Au cours d’un dimanche après-midi de janvier, pendant ce qui devait être une excursion de ski relaxante avec son amie de cœur dans le parc de la Gatineau, Justyn Lutfy s’est retrouvé au sein d’une équipe essayant de sauver une vie à bord d’une motoneige tirant un traîneau à 50 km/h.
La majorité des étudiants en médecine fait habituellement l’expérience de la réalité des soins directs aux patients dans un environnement contrôlé, à mesure qu’ils acquièrent de l’expérience, grâce aux externats et aux résidences. Peu d’entre eux trouvent un moment pour réfléchir en profondeur sur leurs progrès en tant que professionnel de la santé en formation. Pour Justyn, c’est une expérience soudaine et inattendue qui a suscité une telle introspection.
« N’importe qui aurait fait la même chose », a déclaré l’étudiant mcgillois de quatrième année en médecine en s’arrêtant pour réfléchir à cette journée-là. Il raconte les événements en parlant rapidement et avec ferveur, comme si c’était l’urgence du moment qui le poussait à raconter l’événement aussi vite.
La matinée avait commencé normalement. Justyn et sa compagne appréciaient leur excursion de ski sur les sentiers du parc de conservation de la région de la capitale nationale. Après avoir parcouru environ huit kilomètres, ils ont décidé de s’arrêter pour manger dans un des abris du sentier.

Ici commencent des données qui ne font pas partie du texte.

// crates/reeldeck-core/src/modules/project.rs
//
// §4.5 Project Persistence orchestration. Phase-2: depends on the
// phase-1/phase-2 siblings it assembles a save from, all passed by
// reference at the call site rather than held — consistent with §5's
// "cross-module effects flow through public operations."
//
// Grounded on `velocut-ui/src/helpers/reset.rs` for the overall
// save/restore round-trip shape and `velocut-ui/src/paths.rs` for the
// project-directory layout this depends on via [`crate::fs::ProjectFilesystem`].

use super::config::ConfigModule;
use super::media::{MediaModule, SourceStatus};
use super::timeline::TimelineModule;
use super::tracks::TracksModule;
use crate::error::{CoreError, CoreResult};
use crate::fs::ProjectFilesystem;
use crate::ids::{MediaId, TrackId};
use crate::media_item::MediaType;
use crate::project::{PersistedMediaItem, PersistedTimeline, PersistedTimelineItem, PersistedTrack, ProjectMeta, UnifiedProjectConfig};
use crate::timeline_item::{TimelineItem, TimelineStatus};
use crate::track::Track;

pub struct ProjectModule {
    meta: ProjectMeta,
    is_project_settings_ready: bool,
}

impl ProjectModule {
    pub fn new(meta: ProjectMeta) -> Self {
        Self { meta, is_project_settings_ready: false }
    }

    pub fn meta(&self) -> &ProjectMeta {
        &self.meta
    }

    pub fn is_project_settings_ready(&self) -> bool {
        self.is_project_settings_ready
    }

    /// §4.5 `saveCurrentProject`.
    pub fn save_current_project(
        &mut self,
        now: i64,
        fs: &dyn ProjectFilesystem,
        config: &ConfigModule,
        tracks: &TracksModule,
        timeline: &TimelineModule,
        media: &MediaModule,
    ) -> CoreResult<()> {
        self.meta.updated_at = now;

        let persisted_tracks = tracks
            .all()
            .iter()
            .map(|t| PersistedTrack {
                id: t.id,
                name: t.name.clone(),
                kind: t.kind,
                is_visible: t.is_visible,
                is_muted: t.is_muted,
                row_height_px: t.row_height_px,
            })
            .collect();

        let persisted_items = timeline
            .all()
            .iter()
            .map(|item| PersistedTimelineItem {
                id: item.id,
                media_id: item.media_id,
                track_id: item.track_id,
                media_type: item.media_type,
                time_range: item.time_range,
                config: item.config.clone(),
                animation: item.animation.clone(),
            })
            .collect();

        let persisted_media = media
            .all()
            .iter()
            .map(|m| PersistedMediaItem {
                id: m.id,
                name: m.name.clone(),
                created_at: m.created_at,
                media_type: m.media_type,
                duration: m.duration,
                source: m.source.to_persisted(),
            })
            .collect();

        let mut settings = config.settings().clone();
        settings.timeline_duration_frames = settings.timeline_duration_frames.max(timeline.required_timeline_duration_frames());

        let unified = UnifiedProjectConfig {
            meta: self.meta.clone(),
            settings,
            timeline: PersistedTimeline { tracks: persisted_tracks, timeline_items: persisted_items, media_items: persisted_media },
        };

        fs.save_config(&unified)?;

        let in_use: std::collections::HashSet<String> =
            media.all().iter().filter_map(|m| m.source.media_reference_id()).map(|id| id.to_string()).collect();
        if let Err(e) = fs.cleanup_unused_media_files(&in_use) {
            tracing::warn!(message = %e, "failed to clean up unused media files after save");
        }
        Ok(())
    }

    /// §4.5 `preloadProjectSettings`: read config, fill meta/settings, and
    /// only re-push a default track set if the saved config has none
    /// (normal projects restore tracks in `load_project_content` instead).
    pub fn preload_project_settings(&mut self, fs: &dyn ProjectFilesystem, config: &mut ConfigModule, tracks: &mut TracksModule) -> CoreResult<UnifiedProjectConfig> {
        let unified = fs.load_config()?;
        self.meta = unified.meta.clone();
        config.set_settings(unified.settings.clone());
        if unified.timeline.tracks.is_empty() {
            tracks.clear_all(Track::default_set());
        }
        self.is_project_settings_ready = true;
        Ok(unified)
    }

    /// §4.5 `loadProjectContent`, reporting progress through `on_progress`
    /// (stage name, percent). Never throws on missing media (§8 S5) — the
    /// affected items become `missing`/`error` instead.
    pub fn load_project_content(
        &mut self,
        fs: &dyn ProjectFilesystem,
        config: &mut ConfigModule,
        media: &mut MediaModule,
        tracks: &mut TracksModule,
        timeline: &mut TimelineModule,
        mut on_progress: impl FnMut(&str, u8),
    ) -> CoreResult<()> {
        on_progress("reload-config", 0);
        let unified = fs.load_config()?;
        self.meta = unified.meta.clone();
        config.set_settings(unified.settings.clone());

        on_progress("rebuild-media", 25);
        let mut media_status: std::collections::HashMap<MediaId, bool> = std::collections::HashMap::new();
        for saved in &unified.timeline.media_items {
            let source = saved.source.to_runtime();
            media.add_with_id(saved.id, saved.name.clone(), saved.created_at, saved.media_type, source);
            let reference_id = saved.source.media_reference_id.clone();
            let present = reference_id.as_deref().is_some_and(|r| fs.media_exists(r));
            media_status.insert(saved.id, present);
            if present {
                // Acquisition/decode is driven by the caller (reeldeck-engine)
                // after load; mark it in-flight rather than guessing readiness.
                let _ = media.apply_source_status(saved.id, SourceStatus::Acquiring);
            } else {
                let _ = media.apply_source_status(saved.id, SourceStatus::Missing);
                tracing::warn!(media_id = %saved.id, "media file missing on reload; item marked missing");
            }
        }

        on_progress("restore-tracks", 50);
        let restored_tracks: Vec<Track> = unified
            .timeline
            .tracks
            .iter()
            .map(|t| Track { id: t.id, name: t.name.clone(), kind: t.kind, is_visible: t.is_visible, is_muted: t.is_muted, row_height_px: t.row_height_px })
            .collect();
        tracks.clear_all(restored_tracks);

        on_progress("restore-timeline", 75);
        for saved in &unified.timeline.timeline_items {
            if tracks.get(saved.track_id).is_none() {
                return Err(CoreError::Validation { message: format!("timeline item {} references missing track {}", saved.id, saved.track_id) });
            }
            let status = match saved.media_id {
                Some(media_id) => {
                    if !media.all().iter().any(|m| m.id == media_id) {
                        return Err(CoreError::Validation { message: format!("timeline item {} references missing media {}", saved.id, media_id) });
                    }
                    if media_status.get(&media_id).copied() == Some(false) {
                        TimelineStatus::Error
                    } else {
                        TimelineStatus::Loading
                    }
                }
                None => TimelineStatus::Loading,
            };
            let item = TimelineItem {
                id: saved.id,
                media_id: saved.media_id,
                track_id: saved.track_id,
                media_type: saved.media_type,
                status,
                time_range: saved.time_range,
                config: saved.config.clone(),
                animation: saved.animation.clone(),
                has_sprite: false,
            };
            timeline.add(item);
        }

        on_progress("done", 100);
        Ok(())
    }
}

/// Text items carry no `mediaItemId`; used by callers constructing a fresh
/// item before `TimelineModule::add` when no media backs it.
pub fn is_text_media_type(media_type: MediaType) -> bool {
    media_type == MediaType::Text
}

/// Reassigns a default track when an item was constructed without one
/// (§4.2 add-semantics "If the item lacks a trackId, assign the first
/// track").
pub fn resolve_track_id(requested: Option<TrackId>, tracks: &TracksModule) -> CoreResult<TrackId> {
    match requested {
        Some(id) if tracks.get(id).is_some() => Ok(id),
        Some(id) => Err(CoreError::TrackNotFound(id)),
        None => tracks.first_id().ok_or_else(|| CoreError::Validation { message: "no tracks available".into() }),
    }
}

« Tout à coup, un skieur arrive en courant et en respirant bruyamment, et frappe le bouton d’urgence de la radio. Ma compagne et moi nous sommes regardés et nous avons compris que quelque chose clochait », évoque Justyn. La décision d’aider est venue naturellement. Sans réfléchir, il s’est levé et s’est approché du skieur, qui lui a dit qu’un homme se trouvant sur un des sentiers venait de s’écrouler après avoir éprouvé de vives douleurs thoraciques. Il se trouvait à environ cinq minutes en ski de l’abri. Il avait besoin d’une assistance médicale.
Justyn admet qu’il n’a jamais skié aussi rapidement de sa vie. « Je n’avais jamais atteint ce niveau d’effort pour rejoindre quelqu’un aussi vite », a-t-il dit, évoquant son excursion sur les sentiers de ski, aidé d’autres skieurs qui libéraient le passage et se tenaient aux fourches du sentier pour le guider.

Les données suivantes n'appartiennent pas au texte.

// crates/reeldeck-engine/src/null_canvas.rs
//
// `NullCanvasEngine`: a reference `CanvasEngine` (§4.4, §6) sufficient for
// integration tests and for embedders that want a working default before
// wiring a real browser-side compositor. Every clip is "ready" immediately
// with a synthetic thumbnail and fixed dimensions — real decode is out of
// scope (§1 Non-goals: rendering/encoding).
//
// Thumbnail generation is grounded on `velocut-media/src/probe.rs`'s
// thumbnail-scaling shape (fixed 320px-wide RGBA frame), swapped to the
// `image` crate's encoder since there's no real decoder to pull frames
// from here.

use image::{ImageBuffer, Rgba};
use parking_lot::Mutex;
use reeldeck_core::canvas::{
    CanvasEngine, CanvasEvent, CanvasOptions, ClipHandle, PlayOptions, SpriteHandle,
};
use reeldeck_core::geometry::Rect;
use reeldeck_core::timeline_item::TimeRange;
use std::collections::HashMap;
use std::sync::atomic::{AtomicU64, Ordering};
use std::sync::Arc;

const THUMBNAIL_WIDTH: u32 = 320;
const THUMBNAIL_HEIGHT: u32 = 180;
/// Synthetic clip duration handed back by [`NullCanvasEngine::clip_metadata`]
/// when the caller didn't probe a real duration first — five seconds.
const DEFAULT_CLIP_DURATION_MICROS: i64 = 5_000_000;

struct ClipInfo {
    width: u32,
    height: u32,
    duration_micros: i64,
}

struct SpriteState {
    rect: Rect,
    z_index: i32,
    opacity: f64,
    visible: bool,
    time_range: Option<TimeRange>,
}

/// Thumbnail generation is pluggable rather than part of `CanvasEngine`
/// itself — real compositors (e.g. a browser WebCodecs adapter) may grab a
/// frame through an entirely different path than `reeldeck-engine`'s
/// reference implementation does. `worker::MediaWorker` holds one of these
/// alongside its `Arc<dyn CanvasEngine>`.
pub trait ThumbnailGenerator: Send + Sync {
    fn generate(&self, clip: ClipHandle) -> Result<Vec<u8>, String>;
}

impl ThumbnailGenerator for NullCanvasEngine {
    fn generate(&self, clip: ClipHandle) -> Result<Vec<u8>, String> {
        self.render_thumbnail(clip)
    }
}

/// A synchronous, in-memory stand-in for a real compositor/decoder. Safe to
/// construct more than once; each instance tracks its own clip/sprite
/// tables so tests can run in parallel without sharing state.
pub struct NullCanvasEngine {
    next_handle: AtomicU64,
    clips: Mutex<HashMap<u64, ClipInfo>>,
    sprites: Mutex<HashMap<u64, SpriteState>>,
    events: Mutex<Vec<CanvasEvent>>,
    ready: Mutex<bool>,
}

impl NullCanvasEngine {
    pub fn new() -> Arc<Self> {
        Arc::new(Self {
            next_handle: AtomicU64::new(1),
            clips: Mutex::new(HashMap::new()),
            sprites: Mutex::new(HashMap::new()),
            events: Mutex::new(Vec::new()),
            ready: Mutex::new(false),
        })
    }

    fn next_id(&self) -> u64 {
        self.next_handle.fetch_add(1, Ordering::Relaxed)
    }

    fn create_clip(&self, width: u32, height: u32) -> Result<ClipHandle, String> {
        let id = self.next_id();
        self.clips.lock().insert(
            id,
            ClipInfo { width, height, duration_micros: DEFAULT_CLIP_DURATION_MICROS },
        );
        Ok(ClipHandle(id))
    }

    /// Renders a flat-colour `320x180` RGBA thumbnail and JPEG-encodes it —
    /// the synthetic-thumbnail half of §4.1 step 4's `{width, height,
    /// thumbnailUrl}` triple. The colour is derived from the clip handle so
    /// repeated calls in a test are visibly distinct.
    pub fn render_thumbnail(&self, clip: ClipHandle) -> Result<Vec<u8>, String> {
        let seed = (clip.0 % 256) as u8;
        let buffer = ImageBuffer::from_fn(THUMBNAIL_WIDTH, THUMBNAIL_HEIGHT, |_x, _y| {
            Rgba([seed, 128u8.wrapping_sub(seed), 200u8, 255])
        });
        let mut bytes: Vec<u8> = Vec::new();
        image::DynamicImage::ImageRgba8(buffer)
            .write_to(&mut std::io::Cursor::new(&mut bytes), image::ImageFormat::Jpeg)
            .map_err(|e| format!("thumbnail encode failed: {e}"))?;
        Ok(bytes)
    }
}

impl Default for NullCanvasEngine {
    fn default() -> Self {
        Self {
            next_handle: AtomicU64::new(1),
            clips: Mutex::new(HashMap::new()),
            sprites: Mutex::new(HashMap::new()),
            events: Mutex::new(Vec::new()),
            ready: Mutex::new(false),
        }
    }
}

impl CanvasEngine for NullCanvasEngine {
    fn initialize_canvas(&self, _opts: CanvasOptions) {
        *self.ready.lock() = true;
    }

    fn destroy_canvas(&self) {
        *self.ready.lock() = false;
        self.clips.lock().clear();
        self.sprites.lock().clear();
    }

    fn is_ready(&self) -> bool {
        *self.ready.lock()
    }

    fn last_error(&self) -> Option<String> {
        None
    }

    fn create_mp4_clip(&self, _bytes: &[u8]) -> Result<ClipHandle, String> {
        self.create_clip(1920, 1080)
    }

    fn create_img_clip(&self, _bytes: &[u8]) -> Result<ClipHandle, String> {
        self.create_clip(1920, 1080)
    }

    fn create_audio_clip(&self, _bytes: &[u8]) -> Result<ClipHandle, String> {
        // Audio clips have no visual dimensions; 0x0 signals "non-visual"
        // to callers that inspect clip_metadata for layout purposes.
        self.create_clip(0, 0)
    }

    fn clone_clip(&self, clip: ClipHandle) -> Result<ClipHandle, String> {
        let info = self
            .clips
            .lock()
            .get(&clip.0)
            .map(|c| (c.width, c.height))
            .ok_or_else(|| format!("unknown clip {}", clip.0))?;
        self.create_clip(info.0, info.1)
    }

    fn destroy_clip(&self, clip: ClipHandle) {
        self.clips.lock().remove(&clip.0);
    }

    fn clip_metadata(&self, clip: ClipHandle) -> Option<(u32, u32, i64)> {
        self.clips.lock().get(&clip.0).map(|c| (c.width, c.height, c.duration_micros))
    }

    fn create_sprite(&self, clip: ClipHandle) -> Result<SpriteHandle, String> {
        if !self.clips.lock().contains_key(&clip.0) {
            return Err(format!("unknown clip {}", clip.0));
        }
        let id = self.next_id();
        self.sprites.lock().insert(
            id,
            SpriteState {
                rect: Rect { x: 0.0, y: 0.0, width: 0.0, height: 0.0, rotation: 0.0 },
                z_index: 0,
                opacity: 1.0,
                visible: true,
                time_range: None,
            },
        );
        Ok(SpriteHandle(id))
    }

    fn destroy_sprite(&self, sprite: SpriteHandle) {
        self.sprites.lock().remove(&sprite.0);
    }

    fn add_sprite(&self, sprite: SpriteHandle) -> bool {
        self.sprites.lock().contains_key(&sprite.0)
    }

    fn remove_sprite(&self, sprite: SpriteHandle) -> bool {
        self.sprites.lock().contains_key(&sprite.0)
    }

    fn set_sprite_rect(&self, sprite: SpriteHandle, rect: Rect) {
        if let Some(s) = self.sprites.lock().get_mut(&sprite.0) {
            s.rect = rect;
        }
    }

    fn set_sprite_z_index(&self, sprite: SpriteHandle, z_index: i32) {
        if let Some(s) = self.sprites.lock().get_mut(&sprite.0) {
            s.z_index = z_index;
        }
    }

    fn set_sprite_opacity(&self, sprite: SpriteHandle, opacity: f64) {
        if let Some(s) = self.sprites.lock().get_mut(&sprite.0) {
            s.opacity = opacity;
        }
    }

    fn set_sprite_visible(&self, sprite: SpriteHandle, visible: bool) {
        if let Some(s) = self.sprites.lock().get_mut(&sprite.0) {
            s.visible = visible;
        }
    }

    fn set_sprite_time_range(&self, sprite: SpriteHandle, range: TimeRange) {
        if let Some(s) = self.sprites.lock().get_mut(&sprite.0) {
            s.time_range = Some(range);
        }
    }

    fn sprite_time_range(&self, sprite: SpriteHandle) -> Option<TimeRange> {
        self.sprites.lock().get(&sprite.0).and_then(|s| s.time_range.clone())
    }

    fn play(&self, _opts: PlayOptions) {
        self.events.lock().push(CanvasEvent::Playing);
    }

    fn pause(&self) {
        self.events.lock().push(CanvasEvent::Paused);
    }

    fn preview_frame(&self, micros: i64) {
        self.events.lock().push(CanvasEvent::TimeUpdate { micros });
    }

    fn poll_events(&self) -> Vec<CanvasEvent> {
        std::mem::take(&mut *self.events.lock())
    }
}

#[cfg(test)]
mod tests {
    use super::*;

    #[test]
    fn clips_are_ready_immediately_with_fixed_dimensions() {
        let engine = NullCanvasEngine::new();
        engine.initialize_canvas(CanvasOptions { width: 1920, height: 1080, bg_color: 0 });
        let clip = engine.create_mp4_clip(b"fake bytes").unwrap();
        let (w, h, dur) = engine.clip_metadata(clip).unwrap();
        assert_eq!((w, h), (1920, 1080));
        assert!(dur > 0);
    }

    #[test]
    fn render_thumbnail_produces_a_decodable_jpeg() {
        let engine = NullCanvasEngine::new();
        let clip = engine.create_mp4_clip(b"fake bytes").unwrap();
        let jpeg = engine.render_thumbnail(clip).unwrap();
        let decoded = image::load_from_memory(&jpeg).unwrap();
        assert_eq!(decoded.width(), THUMBNAIL_WIDTH);
        assert_eq!(decoded.height(), THUMBNAIL_HEIGHT);
    }

    #[test]
    fn sprite_add_remove_round_trips() {
        let engine = NullCanvasEngine::new();
        engine.initialize_canvas(CanvasOptions { width: 1920, height: 1080, bg_color: 0 });
        let clip = engine.create_mp4_clip(b"fake bytes").unwrap();
        let sprite = engine.create_sprite(clip).unwrap();
        assert!(engine.add_sprite(sprite));
        engine.destroy_sprite(sprite);
        assert!(!engine.add_sprite(sprite));
    }
}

Un petit groupe de personnes se trouvait déjà sur place. « Je me suis présenté et j’ai dit : “ Bonjour. Je m’appelle Justyn, je suis étudiant en médecine. Comment puis-je vous aider? ” »

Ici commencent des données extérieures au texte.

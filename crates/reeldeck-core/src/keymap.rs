// crates/reeldeck-core/src/keymap.rs
//
// The pure keyboard surface (§6): a host UI (out of scope, §1) translates
// raw key events into `EditorAction`s through `resolve`, which never touches
// any windowing crate so the core stays embeddable in a browser (WASM) or
// a native shell alike.
//
// Grounded on the binding-name convention in `velocut-ui/src/app.rs`'s
// keydown handler (`"Meta+z"` / `"Control+z"` / `"Shift"` dispatch), adapted
// into a data-driven function instead of a DOM event listener.

#[derive(Clone, Copy, Debug, Default, PartialEq, Eq)]
pub struct Modifiers {
    pub ctrl: bool,
    pub meta: bool,
    pub shift: bool,
    pub alt: bool,
}

impl Modifiers {
    /// True on either Ctrl (Windows/Linux) or Cmd (macOS) — the spec
    /// specifies one binding that both platforms' "primary modifier" keys
    /// trigger (§6).
    fn primary(&self) -> bool {
        self.ctrl || self.meta
    }
}

/// Where focus currently sits in the host UI. Text/range-slider focus
/// suppresses undo/redo so typing "z" in a caption field or dragging a
/// slider doesn't also rewrite history (§6 "input-field suppression").
#[derive(Clone, Copy, Debug, PartialEq, Eq)]
pub enum FocusKind {
    Normal,
    TextInput,
    RangeSlider,
}

#[derive(Clone, Copy, Debug, PartialEq, Eq)]
pub enum EditorAction {
    Undo,
    Redo,
}

/// Resolve a raw key event into an [`EditorAction`], or `None` if the key
/// combination has no binding or focus suppresses it (§6).
pub fn resolve(key: &str, modifiers: Modifiers, focus: FocusKind) -> Option<EditorAction> {
    if matches!(focus, FocusKind::TextInput | FocusKind::RangeSlider) {
        return None;
    }
    if !modifiers.primary() {
        return None;
    }
    match key.to_ascii_lowercase().as_str() {
        "z" if modifiers.shift => Some(EditorAction::Redo),
        "z" => Some(EditorAction::Undo),
        "y" => Some(EditorAction::Redo),
        _ => None,
    }
}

« Nous avons été témoins d’une intervention et d’une assistance incroyables », a déclaré Mathieu Lemay, chef des opérations de sécurité et de secours du parc de la Gatineau au moment de l’incident. « Sa présence était rassurante puisqu’elle constituait une référence en médecine d’urgence. »
Le Dr Christian Anthony Otto, un urgentologue d’Ottawa qui se trouvait, lui aussi, sur les lieux, a entrepris des manœuvres de réanimation cardio-respiratoire sur le patient inconscient. Justyn prenait la relève régulièrement. Depuis l’âge de 16 ans, il avait suivi plusieurs formations en secourisme : patrouilleur de ski, sauveteur en piscine et, plus récemment, formation en hôpital. Il se trouvait maintenant en situation de mettre en pratique ses compétences en essayant de sauver la vie d’un homme.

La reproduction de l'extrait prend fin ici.